The tower to support the blade unit was made from a pole and guy ropes. With the guy ropes providing side stability the pole only has to support weight from above, allowing Kevin to use a lightweight 30mm diameter pole with 3mm wall thickness. The pole was constructed of four individual sections joined by a threaded socket system. This was chosen over a telescoping rod as it was still compactable, while maintaining strength at the top.
Upon testing, Kevin found that the finished prototype met all his client's specifications, being easily set up in ten minutes and producing 20 watts of power in average wind conditions.
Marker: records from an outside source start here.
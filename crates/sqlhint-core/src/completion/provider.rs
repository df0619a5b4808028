//! Per-session completion providers and the stateless request entry point.

use std::collections::HashMap;

#[cfg(feature = "tracing")]
use tracing::{debug, info_span};

use crate::catalog::{self, DialectCatalog};
use crate::lexical::{extract_with, LexicalContext};
use crate::schema_index::SchemaIndex;
use crate::types::{
    CompletionItemsResult, CompletionList, CompletionOptions, CompletionRequest, Dialect,
    HostKindMap, Position, SuggestionItem,
};

use super::planner::{classify, complete, plan};
use super::render::render;

/// Characters that make the host re-request completions.
pub const TRIGGER_CHARACTERS: [char; 4] = ['.', '"', '(', ','];

/// Maximum SQL input size (10MB) to prevent memory exhaustion.
const MAX_SQL_LENGTH: usize = 10 * 1024 * 1024;

/// Completion provider for one editor session: a dialect plus the schema of
/// the connection the editor is attached to.
#[derive(Debug, Clone)]
pub struct CompletionProvider {
    dialect: Dialect,
    schema: SchemaIndex,
    options: CompletionOptions,
    host_kinds: HostKindMap,
}

impl CompletionProvider {
    pub fn new(dialect: Dialect, schema: SchemaIndex) -> Self {
        Self {
            dialect,
            schema,
            options: CompletionOptions::default(),
            host_kinds: HostKindMap::default(),
        }
    }

    pub fn with_options(mut self, options: CompletionOptions) -> Self {
        self.options = options;
        self
    }

    pub fn with_host_kinds(mut self, host_kinds: HostKindMap) -> Self {
        self.host_kinds = host_kinds;
        self
    }

    pub fn dialect(&self) -> Dialect {
        self.dialect
    }

    pub fn language_id(&self) -> &'static str {
        self.dialect.language_id()
    }

    pub fn schema(&self) -> &SchemaIndex {
        &self.schema
    }

    pub fn catalog(&self) -> &'static DialectCatalog {
        catalog::for_dialect(self.dialect)
    }

    pub fn trigger_characters(&self) -> &'static [char] {
        &TRIGGER_CHARACTERS
    }

    pub fn lexical_context(&self, text: &str, position: Position) -> LexicalContext {
        extract_with(
            text,
            position.line_number,
            position.column,
            self.dialect,
            self.options.scope,
        )
    }

    /// Suggestions for the cursor at `position`, before host kind mapping.
    pub fn suggestions(&self, text: &str, position: Position) -> Vec<SuggestionItem> {
        let lex = self.lexical_context(text, position);
        complete(self.dialect, &lex, &self.schema)
    }

    /// The host editor's completion callback.
    pub fn provide_completion_items(&self, text: &str, position: Position) -> CompletionList {
        let suggestions = self
            .suggestions(text, position)
            .iter()
            .map(|item| item.to_host(&self.host_kinds))
            .collect();
        CompletionList { suggestions }
    }
}

/// Providers keyed by the editor language id they are registered under.
#[derive(Debug, Clone, Default)]
pub struct ProviderRegistry {
    providers: HashMap<&'static str, CompletionProvider>,
}

impl ProviderRegistry {
    pub fn new() -> Self {
        Self::default()
    }

    /// Registers `provider` under its dialect's language id, returning the
    /// provider it replaces.
    pub fn register(&mut self, provider: CompletionProvider) -> Option<CompletionProvider> {
        self.providers.insert(provider.language_id(), provider)
    }

    pub fn unregister(&mut self, language_id: &str) -> Option<CompletionProvider> {
        self.providers.remove(language_id)
    }

    pub fn get(&self, language_id: &str) -> Option<&CompletionProvider> {
        self.providers.get(language_id)
    }

    pub fn language_ids(&self) -> impl Iterator<Item = &'static str> + '_ {
        self.providers.keys().copied()
    }

    /// Dispatches to the provider for `language_id`; unknown languages get
    /// an empty list.
    pub fn provide_completion_items(
        &self,
        language_id: &str,
        text: &str,
        position: Position,
    ) -> CompletionList {
        self.get(language_id)
            .map(|provider| provider.provide_completion_items(text, position))
            .unwrap_or_default()
    }
}

/// Stateless completion for a single JSON-shaped request.
///
/// Invalid requests are reported through [`CompletionItemsResult::error`].
/// Planning ambiguities are not errors: they produce an empty list.
pub fn completion_items(request: &CompletionRequest) -> CompletionItemsResult {
    #[cfg(feature = "tracing")]
    let _span = info_span!(
        "completion_items",
        dialect = %request.dialect,
        sql_len = request.sql.len()
    )
    .entered();

    let dialect = request.dialect;
    let sql_len = request.sql.len();

    if sql_len > MAX_SQL_LENGTH {
        return CompletionItemsResult::from_error(
            dialect,
            format!(
                "SQL exceeds maximum length of {} bytes ({} bytes provided)",
                MAX_SQL_LENGTH, sql_len
            ),
        );
    }

    let Position {
        line_number,
        column,
    } = request.position;
    if line_number == 0 || column == 0 {
        return CompletionItemsResult::from_error(
            dialect,
            format!("position ({line_number}, {column}) must be 1-based"),
        );
    }

    let schema = request
        .schema
        .as_ref()
        .map(SchemaIndex::from_metadata)
        .unwrap_or_default();
    let lex = extract_with(
        &request.sql,
        line_number,
        column,
        dialect,
        request.options.scope,
    );
    let (_, rule) = classify(dialect, &lex, &schema);

    let suggestions = match plan(dialect, &lex, &schema) {
        Ok(candidates) => render(&candidates, lex.replacement_range),
        Err(_err) => {
            #[cfg(feature = "tracing")]
            debug!(error = %_err, "completion planning failed");
            Vec::new()
        }
    };

    CompletionItemsResult {
        dialect,
        rule: rule.map(str::to_string),
        suggestions,
        error: None,
    }
}

#[cfg(test)]
mod tests {
    use super::*;
    use crate::types::{ColumnSource, CompletionItemKind, ScopeMode, TableSource};

    fn provider(dialect: Dialect) -> CompletionProvider {
        CompletionProvider::new(
            dialect,
            SchemaIndex::build(
                &[TableSource::new("users", Some("public"))],
                &[
                    ColumnSource::new("id", "users", "int4"),
                    ColumnSource::new("email", "users", "varchar"),
                ],
            ),
        )
    }

    #[test]
    fn test_provider_maps_kinds_for_host() {
        let list = provider(Dialect::Pgsql).provide_completion_items("select * from ", Position::new(1, 15));
        assert_eq!(list.suggestions.len(), 1);
        assert_eq!(list.suggestions[0].label, "users");
        assert_eq!(list.suggestions[0].kind, HostKindMap::monaco().table);

        let lsp = provider(Dialect::Pgsql)
            .with_host_kinds(HostKindMap::lsp())
            .provide_completion_items("select * from ", Position::new(1, 15));
        assert_eq!(lsp.suggestions[0].kind, HostKindMap::lsp().table);
    }

    #[test]
    fn test_provider_scope_option() {
        let text = "select *\nfrom ";
        let statement = provider(Dialect::Pgsql).suggestions(text, Position::new(2, 6));
        assert!(statement.iter().all(|item| item.kind != CompletionItemKind::Snippet));

        let line = provider(Dialect::Pgsql)
            .with_options(CompletionOptions {
                scope: ScopeMode::Line,
            })
            .suggestions(text, Position::new(2, 6));
        assert!(line.iter().any(|item| item.kind == CompletionItemKind::Snippet));
    }

    #[test]
    fn test_trigger_characters() {
        assert_eq!(provider(Dialect::Cql).trigger_characters(), &['.', '"', '(', ',']);
    }

    #[test]
    fn test_registry_dispatches_by_language_id() {
        let mut registry = ProviderRegistry::new();
        assert!(registry.register(provider(Dialect::Pgsql)).is_none());
        assert!(registry.register(provider(Dialect::Cql)).is_none());
        assert!(registry.register(provider(Dialect::Pgsql)).is_some());

        let mut ids: Vec<_> = registry.language_ids().collect();
        ids.sort_unstable();
        assert_eq!(ids, vec!["cql", "pgsql"]);

        let list = registry.provide_completion_items("pgsql", "select * from ", Position::new(1, 15));
        assert_eq!(list.suggestions.len(), 1);

        let none = registry.provide_completion_items("mysql", "select * from ", Position::new(1, 15));
        assert!(none.suggestions.is_empty());

        assert!(registry.unregister("cql").is_some());
        assert!(registry.get("cql").is_none());
    }

    #[test]
    fn test_completion_items_rejects_oversized_sql() {
        let request = CompletionRequest {
            sql: "x".repeat(MAX_SQL_LENGTH + 1),
            dialect: Dialect::Pgsql,
            position: Position::new(1, 1),
            schema: None,
            options: CompletionOptions::default(),
        };
        let result = completion_items(&request);
        assert!(result.error.unwrap().contains("maximum length"));
        assert!(result.suggestions.is_empty());
    }

    #[test]
    fn test_completion_items_rejects_zero_position() {
        let request = CompletionRequest {
            sql: "select ".to_string(),
            dialect: Dialect::Mysql,
            position: Position::new(0, 3),
            schema: None,
            options: CompletionOptions::default(),
        };
        let result = completion_items(&request);
        assert!(result.error.is_some());
        assert_eq!(result.dialect, Dialect::Mysql);
    }

    #[test]
    fn test_completion_items_reports_rule() {
        let request = CompletionRequest {
            sql: "select ".to_string(),
            dialect: Dialect::Pgsql,
            position: Position::new(1, 8),
            schema: None,
            options: CompletionOptions::default(),
        };
        let result = completion_items(&request);
        assert_eq!(result.rule.as_deref(), Some("select.column_list"));
        assert_eq!(result.suggestions.len(), 1);
        assert_eq!(result.suggestions[0].label, "*");
        assert!(result.error.is_none());
    }
}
The whole unit folds down into a compact 1000 x 300 x 300mm box and weighs within the client's 40kg limit.
Kevin's project not only solved all his client's concerns, but also received the major award in the Year 9-13 Technology category of the 2008 Transpower Neighbourhood Engineer Awards. The placing won a cash prize of $2,000 for his school. Engineer Brian Jackson was impressed: "This was a very challenging project for a secondary school student. It is an interesting mix of mechanical, electrical and electronic engineering, both academic and practical, and Kevin has applied himself to each aspect with a high level of skill and awareness."
Teacher comment
Kevin is an intelligent, motivated student and a very independent learner. He has learnt a lot this year, not only in the areas of technology and engineering but also in non curriculum areas such as communication, project planning, setting and meeting deadlines, and quality control. To make a fully functional wind-powered generator from scratch was an enormous achievement for Kevin and he should be very proud of his Top Scholar placing in Technology in the 2008 New Zealand Scholarship examinations.
Kevin's scholarship report on this project is featured in the Scholarships Materials section.